[Dataset excerpts]
___
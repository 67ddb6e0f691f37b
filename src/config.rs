//! Analysis options and their TOML representation.
//!
//! ```toml
//! variance_mode = "sample"   # or "population"
//! nominal = 50.0
//! tolerance = 10.0           # total width; LSL = nominal - tolerance / 2
//! # lower_limit = 45.0       # used when nominal/tolerance do not give both
//! # upper_limit = 55.0
//! # bucket_count = 8         # Sturges' rule when absent
//! precision = 4              # display decimals
//! ```

use std::path::Path;

use serde::{Deserialize, Serialize};
use tracing::warn;

use crate::capability::SpecificationLimits;
use crate::descriptive::VarianceMode;
use crate::error::{Result, SigmaxError};

/// Default number of decimals for displayed values.
pub const DEFAULT_PRECISION: u32 = 4;

/// Largest accepted display precision; `f64` carries about 15–17 digits.
pub const MAX_PRECISION: u32 = 15;

/// Inputs to [`analyze`](crate::analysis::analyze) other than the sample.
#[derive(Debug, Clone, PartialEq, Serialize, Deserialize)]
#[serde(default, deny_unknown_fields)]
pub struct AnalysisOptions {
    /// Divisor for the short-term sigma.
    pub variance_mode: VarianceMode,
    /// Histogram bucket count; Sturges' rule when `None`.
    pub bucket_count: Option<usize>,
    /// Nominal value `T`.
    pub nominal: Option<f64>,
    /// Total bilateral tolerance around `nominal`.
    pub tolerance: Option<f64>,
    /// Explicit LSL.
    pub lower_limit: Option<f64>,
    /// Explicit USL.
    pub upper_limit: Option<f64>,
    /// Decimals used when rounding for display.
    pub precision: u32,
}

impl Default for AnalysisOptions {
    fn default() -> Self {
        Self {
            variance_mode: VarianceMode::Sample,
            bucket_count: None,
            nominal: None,
            tolerance: None,
            lower_limit: None,
            upper_limit: None,
            precision: DEFAULT_PRECISION,
        }
    }
}

impl AnalysisOptions {
    /// Options for a nominal value and total tolerance.
    pub fn with_tolerance(nominal: f64, tolerance: f64) -> Self {
        Self {
            nominal: Some(nominal),
            tolerance: Some(tolerance),
            ..Self::default()
        }
    }

    /// Options for directly supplied limits.
    pub fn with_limits(lower: Option<f64>, upper: Option<f64>) -> Self {
        Self {
            lower_limit: lower,
            upper_limit: upper,
            ..Self::default()
        }
    }

    /// Specification limits implied by these options.
    ///
    /// Nominal and tolerance take precedence; explicit limits are used when
    /// the pair does not yield both limits.
    ///
    /// # Examples
    ///
    /// ```
    /// use sigmax::config::AnalysisOptions;
    ///
    /// let limits = AnalysisOptions::with_tolerance(50.0, 10.0).limits();
    /// assert_eq!(limits.both(), Some((45.0, 55.0)));
    ///
    /// let limits = AnalysisOptions::with_limits(Some(1.0), Some(2.0)).limits();
    /// assert_eq!(limits.both(), Some((1.0, 2.0)));
    /// ```
    pub fn limits(&self) -> SpecificationLimits {
        if let (Some(nominal), Some(tolerance)) = (self.nominal, self.tolerance) {
            let derived = SpecificationLimits::from_tolerance(nominal, tolerance);
            if derived.both().is_some() {
                return derived;
            }
        }
        let explicit = SpecificationLimits::new(self.lower_limit, self.upper_limit);
        match self.nominal {
            Some(nominal) => explicit.with_nominal(nominal),
            None => explicit,
        }
    }

    /// Checks that every configured value is usable.
    ///
    /// Inverted limits are accepted (and logged); they are a caller concern,
    /// not a configuration error.
    pub fn validate(&self) -> Result<()> {
        if self.precision > MAX_PRECISION {
            return Err(SigmaxError::InvalidInput(format!(
                "precision must be at most {MAX_PRECISION}, got {}",
                self.precision
            )));
        }
        if self.bucket_count == Some(0) {
            return Err(SigmaxError::InvalidInput(
                "bucket_count must be at least 1".into(),
            ));
        }
        for (name, value) in [
            ("nominal", self.nominal),
            ("tolerance", self.tolerance),
            ("lower_limit", self.lower_limit),
            ("upper_limit", self.upper_limit),
        ] {
            if let Some(v) = value {
                if !v.is_finite() {
                    return Err(SigmaxError::InvalidInput(format!(
                        "{name} must be finite, got {v}"
                    )));
                }
            }
        }

        let limits = self.limits();
        if limits.is_inverted() {
            warn!(
                lower = limits.lower,
                upper = limits.upper,
                "specification limits are inverted; indices will be negative"
            );
        }
        Ok(())
    }

    /// Parses and validates options from a TOML string. Missing keys take
    /// their defaults.
    pub fn from_toml(toml_str: &str) -> Result<Self> {
        let options: Self = toml::from_str(toml_str)?;
        options.validate()?;
        Ok(options)
    }

    /// Serializes the options to TOML.
    pub fn to_toml(&self) -> Result<String> {
        Ok(toml::to_string_pretty(self)?)
    }

    /// Loads and validates options from a TOML file.
    pub fn load_from_file(path: &Path) -> Result<Self> {
        let contents = std::fs::read_to_string(path)?;
        Self::from_toml(&contents)
    }
}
___
» Exercise details
Copy out the full set of entries without altering anything.

» Exercise response
repository 67ddb6e0f691f37b
filename src/config.rs
//! Analysis options and their TOML representation.
//!
//! ```toml
//! variance_mode = "sample"   # or "population"
//! nominal = 50.0
//! tolerance = 10.0           # total width; LSL = nominal - tolerance / 2
//! # lower_limit = 45.0       # used when nominal/tolerance do not give both
//! # upper_limit = 55.0
//! # bucket_count = 8         # Sturges' rule when absent
//! precision = 4              # display decimals
//! ```

use std::path::Path;

use serde::{Deserialize, Serialize};
use tracing::warn;

use crate::capability::SpecificationLimits;
use crate::descriptive::VarianceMode;
use crate::error::{Result, SigmaxError};

/// Default number of decimals for displayed values.
pub const DEFAULT_PRECISION: u32 = 4;

/// Largest accepted display precision; `f64` carries about 15–17 digits.
pub const MAX_PRECISION: u32 = 15;

/// Inputs to [`analyze`](crate::analysis::analyze) other than the sample.
#[derive(Debug, Clone, PartialEq, Serialize, Deserialize)]
#[serde(default, deny_unknown_fields)]
pub struct AnalysisOptions {
    /// Divisor for the short-term sigma.
    pub variance_mode: VarianceMode,
    /// Histogram bucket count; Sturges' rule when `None`.
    pub bucket_count: Option<usize>,
    /// Nominal value `T`.
    pub nominal: Option<f64>,
    /// Total bilateral tolerance around `nominal`.
    pub tolerance: Option<f64>,
    /// Explicit LSL.
    pub lower_limit: Option<f64>,
    /// Explicit USL.
    pub upper_limit: Option<f64>,
    /// Decimals used when rounding for display.
    pub precision: u32,
}

impl Default for AnalysisOptions {
    fn default() -> Self {
        Self {
            variance_mode: VarianceMode::Sample,
            bucket_count: None,
            nominal: None,
            tolerance: None,
            lower_limit: None,
            upper_limit: None,
            precision: DEFAULT_PRECISION,
        }
    }
}

impl AnalysisOptions {
    /// Options for a nominal value and total tolerance.
    pub fn with_tolerance(nominal: f64, tolerance: f64) -> Self {
        Self {
            nominal: Some(nominal),
            tolerance: Some(tolerance),
            ..Self::default()
        }
    }

    /// Options for directly supplied limits.
    pub fn with_limits(lower: Option<f64>, upper: Option<f64>) -> Self {
        Self {
            lower_limit: lower,
            upper_limit: upper,
            ..Self::default()
        }
    }

    /// Specification limits implied by these options.
    ///
    /// Nominal and tolerance take precedence; explicit limits are used when
    /// the pair does not yield both limits.
    ///
    /// # Examples
    ///
    /// ```
    /// use sigmax::config::AnalysisOptions;
    ///
    /// let limits = AnalysisOptions::with_tolerance(50.0, 10.0).limits();
    /// assert_eq!(limits.both(), Some((45.0, 55.0)));
    ///
    /// let limits = AnalysisOptions::with_limits(Some(1.0), Some(2.0)).limits();
    /// assert_eq!(limits.both(), Some((1.0, 2.0)));
    /// ```
    pub fn limits(&self) -> SpecificationLimits {
        if let (Some(nominal), Some(tolerance)) = (self.nominal, self.tolerance) {
            let derived = SpecificationLimits::from_tolerance(nominal, tolerance);
            if derived.both().is_some() {
                return derived;
            }
        }
        let explicit = SpecificationLimits::new(self.lower_limit, self.upper_limit);
        match self.nominal {
            Some(nominal) => explicit.with_nominal(nominal),
            None => explicit,
        }
    }

    /// Checks that every configured value is usable.
    ///
    /// Inverted limits are accepted (and logged); they are a caller concern,
    /// not a configuration error.
    pub fn validate(&self) -> Result<()> {
        if self.precision > MAX_PRECISION {
            return Err(SigmaxError::InvalidInput(format!(
                "precision must be at most {MAX_PRECISION}, got {}",
                self.precision
            )));
        }
        if self.bucket_count == Some(0) {
            return Err(SigmaxError::InvalidInput(
                "bucket_count must be at least 1".into(),
            ));
        }
        for (name, value) in [
            ("nominal", self.nominal),
            ("tolerance", self.tolerance),
            ("lower_limit", self.lower_limit),
            ("upper_limit", self.upper_limit),
        ] {
            if let Some(v) = value {
                if !v.is_finite() {
                    return Err(SigmaxError::InvalidInput(format!(
                        "{name} must be finite, got {v}"
                    )));
                }
            }
        }

        let limits = self.limits();
        if limits.is_inverted() {
            warn!(
                lower = limits.lower,
                upper = limits.upper,
                "specification limits are inverted; indices will be negative"
            );
        }
        Ok(())
    }

    /// Parses and validates options from a TOML string. Missing keys take
    /// their defaults.
    pub fn from_toml(toml_str: &str) -> Result<Self> {
        let options: Self = toml::from_str(toml_str)?;
        options.validate()?;
        Ok(options)
    }

    /// Serializes the options to TOML.
    pub fn to_toml(&self) -> Result<String> {
        Ok(toml::to_string_pretty(self)?)
    }

    /// Loads and validates options from a TOML file.
    pub fn load_from_file(path: &Path) -> Result<Self> {
        let contents = std::fs::read_to_string(path)?;
        Self::from_toml(&contents)
    }
}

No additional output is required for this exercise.